BEGIN SUPPLIED INFORMATION

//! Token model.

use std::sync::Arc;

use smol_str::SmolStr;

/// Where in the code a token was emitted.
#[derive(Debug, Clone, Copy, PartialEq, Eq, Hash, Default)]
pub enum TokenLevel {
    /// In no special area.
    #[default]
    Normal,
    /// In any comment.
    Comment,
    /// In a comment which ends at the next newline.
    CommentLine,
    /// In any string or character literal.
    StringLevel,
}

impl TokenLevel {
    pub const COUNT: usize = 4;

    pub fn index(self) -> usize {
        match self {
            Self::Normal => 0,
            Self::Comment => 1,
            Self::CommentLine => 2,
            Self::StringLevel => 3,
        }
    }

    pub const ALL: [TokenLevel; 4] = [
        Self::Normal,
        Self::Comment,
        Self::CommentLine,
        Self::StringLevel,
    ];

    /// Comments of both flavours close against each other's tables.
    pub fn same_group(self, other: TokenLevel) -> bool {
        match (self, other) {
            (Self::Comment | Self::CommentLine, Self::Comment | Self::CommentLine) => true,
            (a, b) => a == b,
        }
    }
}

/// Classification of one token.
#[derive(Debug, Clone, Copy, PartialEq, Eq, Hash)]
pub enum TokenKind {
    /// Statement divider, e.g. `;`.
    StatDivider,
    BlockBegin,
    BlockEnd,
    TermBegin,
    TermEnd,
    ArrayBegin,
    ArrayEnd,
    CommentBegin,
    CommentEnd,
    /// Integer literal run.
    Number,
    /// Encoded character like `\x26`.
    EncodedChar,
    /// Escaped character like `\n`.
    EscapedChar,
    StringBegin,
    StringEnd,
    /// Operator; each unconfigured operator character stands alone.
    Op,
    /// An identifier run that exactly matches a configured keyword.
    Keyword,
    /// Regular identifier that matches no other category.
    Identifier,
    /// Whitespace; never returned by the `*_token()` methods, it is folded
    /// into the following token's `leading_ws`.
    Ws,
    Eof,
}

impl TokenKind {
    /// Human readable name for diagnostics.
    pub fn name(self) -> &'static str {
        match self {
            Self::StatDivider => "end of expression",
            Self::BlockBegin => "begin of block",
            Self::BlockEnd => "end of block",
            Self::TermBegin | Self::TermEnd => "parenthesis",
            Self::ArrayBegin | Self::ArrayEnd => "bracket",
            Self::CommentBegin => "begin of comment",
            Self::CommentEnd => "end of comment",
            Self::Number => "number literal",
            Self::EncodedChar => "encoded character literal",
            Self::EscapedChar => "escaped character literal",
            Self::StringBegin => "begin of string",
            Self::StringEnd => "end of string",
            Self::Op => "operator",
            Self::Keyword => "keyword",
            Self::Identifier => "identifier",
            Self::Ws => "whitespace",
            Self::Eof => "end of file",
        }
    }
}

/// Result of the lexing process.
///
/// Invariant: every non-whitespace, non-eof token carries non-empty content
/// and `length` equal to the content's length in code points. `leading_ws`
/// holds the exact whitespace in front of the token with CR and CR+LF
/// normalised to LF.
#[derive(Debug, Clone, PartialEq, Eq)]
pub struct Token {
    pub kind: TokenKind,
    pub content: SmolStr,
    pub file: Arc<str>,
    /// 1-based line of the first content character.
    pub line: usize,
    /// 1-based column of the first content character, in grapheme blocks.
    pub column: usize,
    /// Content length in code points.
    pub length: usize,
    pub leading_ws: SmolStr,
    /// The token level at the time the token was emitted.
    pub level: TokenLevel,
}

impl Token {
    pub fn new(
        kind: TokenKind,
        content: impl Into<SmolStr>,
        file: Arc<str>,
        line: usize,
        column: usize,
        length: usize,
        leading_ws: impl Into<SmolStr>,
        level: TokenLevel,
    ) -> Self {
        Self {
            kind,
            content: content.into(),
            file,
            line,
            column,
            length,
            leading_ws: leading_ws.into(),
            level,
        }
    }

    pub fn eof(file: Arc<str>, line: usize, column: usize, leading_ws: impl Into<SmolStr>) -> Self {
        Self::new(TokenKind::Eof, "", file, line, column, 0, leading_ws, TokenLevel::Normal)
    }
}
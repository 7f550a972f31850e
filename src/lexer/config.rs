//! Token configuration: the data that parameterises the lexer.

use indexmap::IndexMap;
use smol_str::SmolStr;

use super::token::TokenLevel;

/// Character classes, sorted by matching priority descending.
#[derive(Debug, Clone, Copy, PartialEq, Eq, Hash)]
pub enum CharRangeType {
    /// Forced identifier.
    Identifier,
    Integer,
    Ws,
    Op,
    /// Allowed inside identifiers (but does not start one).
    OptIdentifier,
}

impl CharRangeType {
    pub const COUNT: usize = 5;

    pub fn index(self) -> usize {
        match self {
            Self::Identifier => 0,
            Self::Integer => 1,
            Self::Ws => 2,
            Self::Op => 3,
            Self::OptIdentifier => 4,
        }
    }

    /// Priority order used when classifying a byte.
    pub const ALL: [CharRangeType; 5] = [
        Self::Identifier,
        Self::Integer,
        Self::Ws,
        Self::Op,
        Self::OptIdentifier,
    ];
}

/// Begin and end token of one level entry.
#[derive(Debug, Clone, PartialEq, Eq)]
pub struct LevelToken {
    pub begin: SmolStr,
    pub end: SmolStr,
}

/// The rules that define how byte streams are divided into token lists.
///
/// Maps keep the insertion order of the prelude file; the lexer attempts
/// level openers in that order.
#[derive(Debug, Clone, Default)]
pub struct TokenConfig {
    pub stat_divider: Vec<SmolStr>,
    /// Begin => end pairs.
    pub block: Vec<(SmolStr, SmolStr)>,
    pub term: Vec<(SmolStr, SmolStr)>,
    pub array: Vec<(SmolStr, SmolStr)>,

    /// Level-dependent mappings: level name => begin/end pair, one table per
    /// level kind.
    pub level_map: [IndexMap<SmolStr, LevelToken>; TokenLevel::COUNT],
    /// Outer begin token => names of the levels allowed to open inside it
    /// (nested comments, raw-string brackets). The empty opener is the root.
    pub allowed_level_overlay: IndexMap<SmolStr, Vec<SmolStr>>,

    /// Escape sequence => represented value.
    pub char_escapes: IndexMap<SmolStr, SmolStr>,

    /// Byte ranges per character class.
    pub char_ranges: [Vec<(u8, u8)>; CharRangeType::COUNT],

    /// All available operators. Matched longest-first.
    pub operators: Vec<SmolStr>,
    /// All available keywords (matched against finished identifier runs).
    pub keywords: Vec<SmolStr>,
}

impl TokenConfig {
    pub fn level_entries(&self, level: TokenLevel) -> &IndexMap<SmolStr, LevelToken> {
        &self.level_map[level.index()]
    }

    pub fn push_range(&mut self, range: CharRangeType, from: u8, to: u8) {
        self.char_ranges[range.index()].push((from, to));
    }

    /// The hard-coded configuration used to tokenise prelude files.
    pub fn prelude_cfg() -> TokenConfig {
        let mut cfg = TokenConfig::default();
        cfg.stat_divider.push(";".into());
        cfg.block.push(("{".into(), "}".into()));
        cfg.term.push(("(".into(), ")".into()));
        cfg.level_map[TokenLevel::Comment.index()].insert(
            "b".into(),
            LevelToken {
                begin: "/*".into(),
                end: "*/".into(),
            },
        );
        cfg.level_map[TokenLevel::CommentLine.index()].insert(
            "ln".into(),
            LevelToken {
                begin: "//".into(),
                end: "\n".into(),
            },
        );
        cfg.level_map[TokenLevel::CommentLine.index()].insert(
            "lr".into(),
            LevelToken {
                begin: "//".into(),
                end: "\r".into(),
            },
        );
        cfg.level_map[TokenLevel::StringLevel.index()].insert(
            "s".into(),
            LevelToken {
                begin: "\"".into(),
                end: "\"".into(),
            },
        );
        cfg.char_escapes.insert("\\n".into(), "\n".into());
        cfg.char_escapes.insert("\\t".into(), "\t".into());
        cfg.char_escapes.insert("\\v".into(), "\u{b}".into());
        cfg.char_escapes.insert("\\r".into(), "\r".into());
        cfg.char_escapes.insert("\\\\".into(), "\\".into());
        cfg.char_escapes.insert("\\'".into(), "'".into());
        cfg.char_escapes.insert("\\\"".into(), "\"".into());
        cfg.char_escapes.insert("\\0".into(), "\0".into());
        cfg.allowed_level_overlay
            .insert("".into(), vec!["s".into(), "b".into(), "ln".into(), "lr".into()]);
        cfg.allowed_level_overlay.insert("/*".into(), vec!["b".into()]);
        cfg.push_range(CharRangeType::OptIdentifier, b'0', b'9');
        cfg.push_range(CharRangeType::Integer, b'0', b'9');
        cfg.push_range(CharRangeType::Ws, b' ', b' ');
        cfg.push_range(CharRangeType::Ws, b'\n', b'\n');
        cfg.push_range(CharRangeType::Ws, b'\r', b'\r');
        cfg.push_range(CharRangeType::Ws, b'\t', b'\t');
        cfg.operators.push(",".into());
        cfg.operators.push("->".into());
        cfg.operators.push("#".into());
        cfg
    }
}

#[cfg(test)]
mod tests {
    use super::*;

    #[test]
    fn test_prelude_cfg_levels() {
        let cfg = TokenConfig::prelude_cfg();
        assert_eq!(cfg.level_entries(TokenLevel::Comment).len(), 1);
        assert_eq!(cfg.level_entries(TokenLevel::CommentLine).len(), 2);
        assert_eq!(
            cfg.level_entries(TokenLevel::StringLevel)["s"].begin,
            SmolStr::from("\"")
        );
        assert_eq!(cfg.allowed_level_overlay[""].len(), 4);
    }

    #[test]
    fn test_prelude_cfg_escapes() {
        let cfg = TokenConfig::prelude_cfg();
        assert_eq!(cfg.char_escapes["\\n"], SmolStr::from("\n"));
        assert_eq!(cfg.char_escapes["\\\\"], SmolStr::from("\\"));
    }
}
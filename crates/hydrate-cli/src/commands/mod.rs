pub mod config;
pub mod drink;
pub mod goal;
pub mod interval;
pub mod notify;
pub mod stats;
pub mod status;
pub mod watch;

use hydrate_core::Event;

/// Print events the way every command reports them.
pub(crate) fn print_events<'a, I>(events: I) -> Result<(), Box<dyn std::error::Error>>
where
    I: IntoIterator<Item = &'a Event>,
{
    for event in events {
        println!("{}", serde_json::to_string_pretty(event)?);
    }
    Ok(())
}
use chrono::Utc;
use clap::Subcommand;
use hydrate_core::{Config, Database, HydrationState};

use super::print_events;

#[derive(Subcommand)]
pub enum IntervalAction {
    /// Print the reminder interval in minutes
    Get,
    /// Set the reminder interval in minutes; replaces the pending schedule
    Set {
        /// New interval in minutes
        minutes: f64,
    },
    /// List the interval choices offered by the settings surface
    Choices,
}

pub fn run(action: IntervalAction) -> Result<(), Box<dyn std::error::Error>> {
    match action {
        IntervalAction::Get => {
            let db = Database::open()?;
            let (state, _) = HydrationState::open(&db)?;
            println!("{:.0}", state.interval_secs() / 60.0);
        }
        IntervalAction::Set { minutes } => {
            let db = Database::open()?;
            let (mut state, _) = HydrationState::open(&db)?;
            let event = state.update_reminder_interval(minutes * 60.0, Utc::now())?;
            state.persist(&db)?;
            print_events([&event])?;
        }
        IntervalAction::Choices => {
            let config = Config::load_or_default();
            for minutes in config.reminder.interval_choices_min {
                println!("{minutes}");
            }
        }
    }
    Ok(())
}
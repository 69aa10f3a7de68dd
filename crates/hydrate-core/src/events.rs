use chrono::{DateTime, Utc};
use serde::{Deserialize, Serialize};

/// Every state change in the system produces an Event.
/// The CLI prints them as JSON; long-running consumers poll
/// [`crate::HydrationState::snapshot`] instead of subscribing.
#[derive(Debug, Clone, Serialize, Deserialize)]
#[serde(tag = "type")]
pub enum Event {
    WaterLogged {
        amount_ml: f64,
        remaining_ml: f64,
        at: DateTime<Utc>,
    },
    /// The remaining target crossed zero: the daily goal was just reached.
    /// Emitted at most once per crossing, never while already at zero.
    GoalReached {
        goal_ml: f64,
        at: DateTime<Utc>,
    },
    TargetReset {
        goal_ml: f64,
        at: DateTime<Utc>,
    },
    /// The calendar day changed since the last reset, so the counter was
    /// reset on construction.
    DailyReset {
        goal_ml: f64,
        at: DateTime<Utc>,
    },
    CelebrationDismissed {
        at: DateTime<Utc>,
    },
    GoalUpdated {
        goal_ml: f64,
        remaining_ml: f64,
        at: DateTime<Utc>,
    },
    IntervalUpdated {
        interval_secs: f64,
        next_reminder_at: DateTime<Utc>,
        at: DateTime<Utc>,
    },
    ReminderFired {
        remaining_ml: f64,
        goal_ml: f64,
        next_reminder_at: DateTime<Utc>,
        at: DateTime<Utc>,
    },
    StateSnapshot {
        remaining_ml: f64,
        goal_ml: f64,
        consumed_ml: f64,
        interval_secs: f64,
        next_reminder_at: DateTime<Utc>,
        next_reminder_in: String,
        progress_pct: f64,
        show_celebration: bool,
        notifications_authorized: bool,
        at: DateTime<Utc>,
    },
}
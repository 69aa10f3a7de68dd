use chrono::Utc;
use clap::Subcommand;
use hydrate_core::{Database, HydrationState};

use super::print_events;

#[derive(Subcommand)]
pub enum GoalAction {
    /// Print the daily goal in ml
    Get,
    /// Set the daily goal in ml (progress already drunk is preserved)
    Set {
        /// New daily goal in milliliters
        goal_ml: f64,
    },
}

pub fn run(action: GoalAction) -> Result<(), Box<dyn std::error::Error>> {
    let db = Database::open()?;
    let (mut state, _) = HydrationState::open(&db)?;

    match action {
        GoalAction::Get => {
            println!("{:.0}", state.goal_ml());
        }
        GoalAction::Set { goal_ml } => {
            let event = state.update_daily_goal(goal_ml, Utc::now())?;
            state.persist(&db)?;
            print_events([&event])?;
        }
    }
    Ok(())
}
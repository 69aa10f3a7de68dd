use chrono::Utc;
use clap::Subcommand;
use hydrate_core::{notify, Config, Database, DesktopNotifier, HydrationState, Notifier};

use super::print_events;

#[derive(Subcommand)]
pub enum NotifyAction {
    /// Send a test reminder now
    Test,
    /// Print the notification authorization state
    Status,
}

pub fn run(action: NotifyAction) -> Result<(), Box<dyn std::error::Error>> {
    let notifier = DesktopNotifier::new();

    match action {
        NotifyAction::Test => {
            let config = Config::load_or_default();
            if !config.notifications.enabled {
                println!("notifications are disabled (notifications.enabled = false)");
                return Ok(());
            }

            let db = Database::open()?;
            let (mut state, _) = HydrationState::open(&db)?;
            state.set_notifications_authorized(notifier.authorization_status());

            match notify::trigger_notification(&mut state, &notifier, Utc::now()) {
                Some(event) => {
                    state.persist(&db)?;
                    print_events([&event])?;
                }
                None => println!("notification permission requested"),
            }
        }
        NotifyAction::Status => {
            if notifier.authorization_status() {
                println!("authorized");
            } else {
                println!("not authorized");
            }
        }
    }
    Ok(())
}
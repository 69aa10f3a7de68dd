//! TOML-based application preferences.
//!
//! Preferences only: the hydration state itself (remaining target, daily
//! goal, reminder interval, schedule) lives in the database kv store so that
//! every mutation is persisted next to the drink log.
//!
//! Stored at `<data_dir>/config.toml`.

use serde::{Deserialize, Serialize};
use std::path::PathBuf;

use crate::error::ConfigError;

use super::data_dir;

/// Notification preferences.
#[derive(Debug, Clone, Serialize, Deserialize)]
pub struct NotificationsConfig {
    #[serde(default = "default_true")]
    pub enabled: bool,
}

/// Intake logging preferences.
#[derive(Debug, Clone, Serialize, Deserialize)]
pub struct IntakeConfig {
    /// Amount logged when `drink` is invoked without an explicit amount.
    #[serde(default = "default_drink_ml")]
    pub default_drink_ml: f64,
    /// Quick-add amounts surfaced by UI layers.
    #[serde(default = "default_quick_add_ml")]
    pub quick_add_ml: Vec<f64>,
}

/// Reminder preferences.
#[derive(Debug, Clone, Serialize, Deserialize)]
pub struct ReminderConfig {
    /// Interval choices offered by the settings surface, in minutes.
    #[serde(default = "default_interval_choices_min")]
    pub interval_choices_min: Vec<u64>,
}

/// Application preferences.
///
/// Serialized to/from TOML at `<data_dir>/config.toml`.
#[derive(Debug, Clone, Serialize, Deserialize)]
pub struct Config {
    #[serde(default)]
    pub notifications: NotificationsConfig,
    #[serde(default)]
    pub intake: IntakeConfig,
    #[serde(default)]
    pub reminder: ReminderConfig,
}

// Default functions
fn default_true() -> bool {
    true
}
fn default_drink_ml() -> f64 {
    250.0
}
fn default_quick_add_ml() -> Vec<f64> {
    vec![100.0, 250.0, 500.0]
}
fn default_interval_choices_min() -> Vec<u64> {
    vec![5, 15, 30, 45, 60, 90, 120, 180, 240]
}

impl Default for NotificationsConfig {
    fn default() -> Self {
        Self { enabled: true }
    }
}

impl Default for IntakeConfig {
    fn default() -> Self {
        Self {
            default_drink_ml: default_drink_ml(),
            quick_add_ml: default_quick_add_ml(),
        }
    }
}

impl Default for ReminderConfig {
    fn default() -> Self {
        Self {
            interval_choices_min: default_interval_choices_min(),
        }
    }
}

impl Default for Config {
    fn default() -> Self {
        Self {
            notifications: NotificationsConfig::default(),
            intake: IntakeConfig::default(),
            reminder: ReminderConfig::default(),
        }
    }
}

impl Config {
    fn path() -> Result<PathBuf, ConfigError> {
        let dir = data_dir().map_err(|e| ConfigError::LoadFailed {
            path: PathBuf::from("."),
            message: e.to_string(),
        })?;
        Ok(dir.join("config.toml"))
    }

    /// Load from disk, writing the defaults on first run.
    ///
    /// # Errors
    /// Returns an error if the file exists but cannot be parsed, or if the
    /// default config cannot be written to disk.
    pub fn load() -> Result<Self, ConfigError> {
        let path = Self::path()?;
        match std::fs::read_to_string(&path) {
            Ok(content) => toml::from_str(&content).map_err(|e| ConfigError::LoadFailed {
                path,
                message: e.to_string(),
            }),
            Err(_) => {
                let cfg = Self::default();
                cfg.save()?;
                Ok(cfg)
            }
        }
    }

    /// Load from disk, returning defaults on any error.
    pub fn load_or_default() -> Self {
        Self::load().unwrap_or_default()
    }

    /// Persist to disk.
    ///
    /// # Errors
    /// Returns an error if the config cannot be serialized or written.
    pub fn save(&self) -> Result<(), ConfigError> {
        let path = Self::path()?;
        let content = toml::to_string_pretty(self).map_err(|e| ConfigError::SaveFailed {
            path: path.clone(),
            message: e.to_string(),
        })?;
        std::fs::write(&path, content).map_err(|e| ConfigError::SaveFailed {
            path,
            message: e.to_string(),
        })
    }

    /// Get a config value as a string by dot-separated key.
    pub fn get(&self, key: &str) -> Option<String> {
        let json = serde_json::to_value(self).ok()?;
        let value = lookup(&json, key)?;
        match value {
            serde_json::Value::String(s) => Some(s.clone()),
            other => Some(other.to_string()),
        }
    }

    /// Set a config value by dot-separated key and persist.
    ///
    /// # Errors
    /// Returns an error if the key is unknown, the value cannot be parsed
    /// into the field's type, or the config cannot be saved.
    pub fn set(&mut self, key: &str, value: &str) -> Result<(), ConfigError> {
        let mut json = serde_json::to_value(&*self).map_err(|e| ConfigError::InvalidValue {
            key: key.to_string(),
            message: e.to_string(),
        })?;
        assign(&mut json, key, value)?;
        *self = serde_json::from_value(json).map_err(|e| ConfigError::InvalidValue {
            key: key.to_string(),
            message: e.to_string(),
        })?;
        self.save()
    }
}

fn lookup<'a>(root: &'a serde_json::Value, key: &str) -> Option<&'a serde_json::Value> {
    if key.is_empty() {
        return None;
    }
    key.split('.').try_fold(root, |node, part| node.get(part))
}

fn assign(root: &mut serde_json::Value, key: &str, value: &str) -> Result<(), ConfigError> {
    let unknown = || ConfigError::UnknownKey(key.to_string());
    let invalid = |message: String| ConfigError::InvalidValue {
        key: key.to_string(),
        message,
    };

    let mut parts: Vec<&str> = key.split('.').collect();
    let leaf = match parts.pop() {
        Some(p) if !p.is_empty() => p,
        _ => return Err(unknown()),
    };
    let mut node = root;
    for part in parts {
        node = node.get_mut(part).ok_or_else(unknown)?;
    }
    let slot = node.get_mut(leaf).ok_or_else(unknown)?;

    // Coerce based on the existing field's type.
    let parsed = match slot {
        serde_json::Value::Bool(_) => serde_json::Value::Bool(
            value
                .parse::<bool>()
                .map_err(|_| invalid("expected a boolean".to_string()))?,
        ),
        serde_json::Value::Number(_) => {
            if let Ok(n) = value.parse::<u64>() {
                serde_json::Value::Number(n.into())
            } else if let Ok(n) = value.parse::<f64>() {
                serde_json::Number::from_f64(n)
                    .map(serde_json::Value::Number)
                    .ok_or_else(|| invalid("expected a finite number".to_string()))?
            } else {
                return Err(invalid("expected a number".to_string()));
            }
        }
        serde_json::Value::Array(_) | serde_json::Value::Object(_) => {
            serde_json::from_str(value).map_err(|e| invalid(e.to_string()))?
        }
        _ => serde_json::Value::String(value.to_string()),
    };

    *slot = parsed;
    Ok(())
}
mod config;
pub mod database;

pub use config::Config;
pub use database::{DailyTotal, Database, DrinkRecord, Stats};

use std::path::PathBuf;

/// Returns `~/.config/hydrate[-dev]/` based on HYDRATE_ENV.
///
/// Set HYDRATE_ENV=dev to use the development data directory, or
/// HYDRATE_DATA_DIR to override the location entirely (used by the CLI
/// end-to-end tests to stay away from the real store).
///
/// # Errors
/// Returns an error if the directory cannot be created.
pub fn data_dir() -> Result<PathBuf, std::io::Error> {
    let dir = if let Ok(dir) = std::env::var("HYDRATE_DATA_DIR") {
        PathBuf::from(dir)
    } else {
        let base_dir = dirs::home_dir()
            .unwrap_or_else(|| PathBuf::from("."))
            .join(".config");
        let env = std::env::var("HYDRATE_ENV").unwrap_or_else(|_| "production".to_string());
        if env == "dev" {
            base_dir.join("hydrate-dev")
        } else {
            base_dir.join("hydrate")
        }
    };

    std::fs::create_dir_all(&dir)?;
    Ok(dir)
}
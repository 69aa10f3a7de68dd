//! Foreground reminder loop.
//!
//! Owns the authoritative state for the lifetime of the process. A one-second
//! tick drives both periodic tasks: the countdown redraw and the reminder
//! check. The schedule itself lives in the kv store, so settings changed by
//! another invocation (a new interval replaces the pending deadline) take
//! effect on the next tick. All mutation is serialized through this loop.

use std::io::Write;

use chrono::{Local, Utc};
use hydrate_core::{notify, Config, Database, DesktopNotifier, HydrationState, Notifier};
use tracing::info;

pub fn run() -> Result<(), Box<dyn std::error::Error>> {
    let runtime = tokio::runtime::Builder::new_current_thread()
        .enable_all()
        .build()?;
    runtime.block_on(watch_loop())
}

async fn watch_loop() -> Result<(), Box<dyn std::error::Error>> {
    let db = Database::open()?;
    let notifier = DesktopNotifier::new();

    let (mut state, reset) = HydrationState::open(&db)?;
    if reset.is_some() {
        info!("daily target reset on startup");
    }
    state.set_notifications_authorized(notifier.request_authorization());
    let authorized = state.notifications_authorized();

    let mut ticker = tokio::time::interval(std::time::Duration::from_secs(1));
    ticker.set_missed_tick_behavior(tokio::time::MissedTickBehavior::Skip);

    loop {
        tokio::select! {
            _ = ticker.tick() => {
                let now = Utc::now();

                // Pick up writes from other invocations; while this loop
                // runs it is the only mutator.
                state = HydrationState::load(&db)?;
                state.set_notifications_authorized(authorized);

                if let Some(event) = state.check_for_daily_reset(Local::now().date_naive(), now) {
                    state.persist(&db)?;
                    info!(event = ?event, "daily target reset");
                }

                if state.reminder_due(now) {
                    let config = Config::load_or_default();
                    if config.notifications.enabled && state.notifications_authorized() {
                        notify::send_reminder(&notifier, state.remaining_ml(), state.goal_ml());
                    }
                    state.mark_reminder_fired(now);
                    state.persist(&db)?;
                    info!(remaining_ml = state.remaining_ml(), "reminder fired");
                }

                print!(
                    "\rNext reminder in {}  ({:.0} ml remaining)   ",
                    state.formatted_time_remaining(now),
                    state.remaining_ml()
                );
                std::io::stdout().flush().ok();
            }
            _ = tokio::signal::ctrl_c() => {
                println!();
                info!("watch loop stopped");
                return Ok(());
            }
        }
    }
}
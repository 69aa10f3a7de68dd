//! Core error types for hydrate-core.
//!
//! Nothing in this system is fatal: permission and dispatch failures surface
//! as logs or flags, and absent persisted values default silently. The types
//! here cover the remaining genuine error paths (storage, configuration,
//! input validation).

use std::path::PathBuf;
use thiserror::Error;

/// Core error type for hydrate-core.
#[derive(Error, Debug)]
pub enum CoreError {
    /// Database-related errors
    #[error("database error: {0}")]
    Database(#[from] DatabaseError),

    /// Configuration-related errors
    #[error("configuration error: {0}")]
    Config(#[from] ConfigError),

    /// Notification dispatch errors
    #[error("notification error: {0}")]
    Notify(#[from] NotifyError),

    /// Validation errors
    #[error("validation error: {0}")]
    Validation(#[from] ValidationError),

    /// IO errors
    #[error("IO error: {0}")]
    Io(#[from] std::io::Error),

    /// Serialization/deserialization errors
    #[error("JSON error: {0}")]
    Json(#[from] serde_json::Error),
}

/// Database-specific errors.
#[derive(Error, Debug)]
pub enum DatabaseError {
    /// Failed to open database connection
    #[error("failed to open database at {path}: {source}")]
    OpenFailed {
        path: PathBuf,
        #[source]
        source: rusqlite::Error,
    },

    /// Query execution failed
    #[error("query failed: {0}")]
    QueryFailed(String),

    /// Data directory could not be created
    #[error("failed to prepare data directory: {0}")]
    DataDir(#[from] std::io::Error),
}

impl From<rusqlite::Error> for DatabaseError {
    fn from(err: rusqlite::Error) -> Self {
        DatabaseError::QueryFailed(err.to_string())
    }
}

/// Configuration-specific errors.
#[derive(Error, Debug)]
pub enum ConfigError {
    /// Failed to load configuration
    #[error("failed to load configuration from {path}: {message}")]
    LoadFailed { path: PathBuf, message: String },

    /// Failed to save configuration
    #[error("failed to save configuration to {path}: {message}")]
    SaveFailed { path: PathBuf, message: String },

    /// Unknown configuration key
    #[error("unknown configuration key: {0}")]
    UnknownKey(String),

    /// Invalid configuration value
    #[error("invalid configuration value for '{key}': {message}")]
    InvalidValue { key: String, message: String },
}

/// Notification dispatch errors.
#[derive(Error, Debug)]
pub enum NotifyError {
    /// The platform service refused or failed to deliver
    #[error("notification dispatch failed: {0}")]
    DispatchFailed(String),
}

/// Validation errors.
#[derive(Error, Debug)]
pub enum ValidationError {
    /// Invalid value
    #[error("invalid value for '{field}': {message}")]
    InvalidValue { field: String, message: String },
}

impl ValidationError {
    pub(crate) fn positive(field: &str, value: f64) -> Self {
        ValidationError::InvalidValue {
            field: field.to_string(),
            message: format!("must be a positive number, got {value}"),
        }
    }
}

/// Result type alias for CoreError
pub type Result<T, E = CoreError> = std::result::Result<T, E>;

END SUPPLIED INFORMATION

## [REQUIREMENT]
Scan the records above for the word "schedule" and return every line where it occurs.

## [WRITTEN ANSWER]
    /// Set the reminder interval in minutes; replaces the pending schedule
//! goal, reminder interval, schedule) lives in the database kv store so that
//! check. The schedule itself lives in the kv store, so settings changed by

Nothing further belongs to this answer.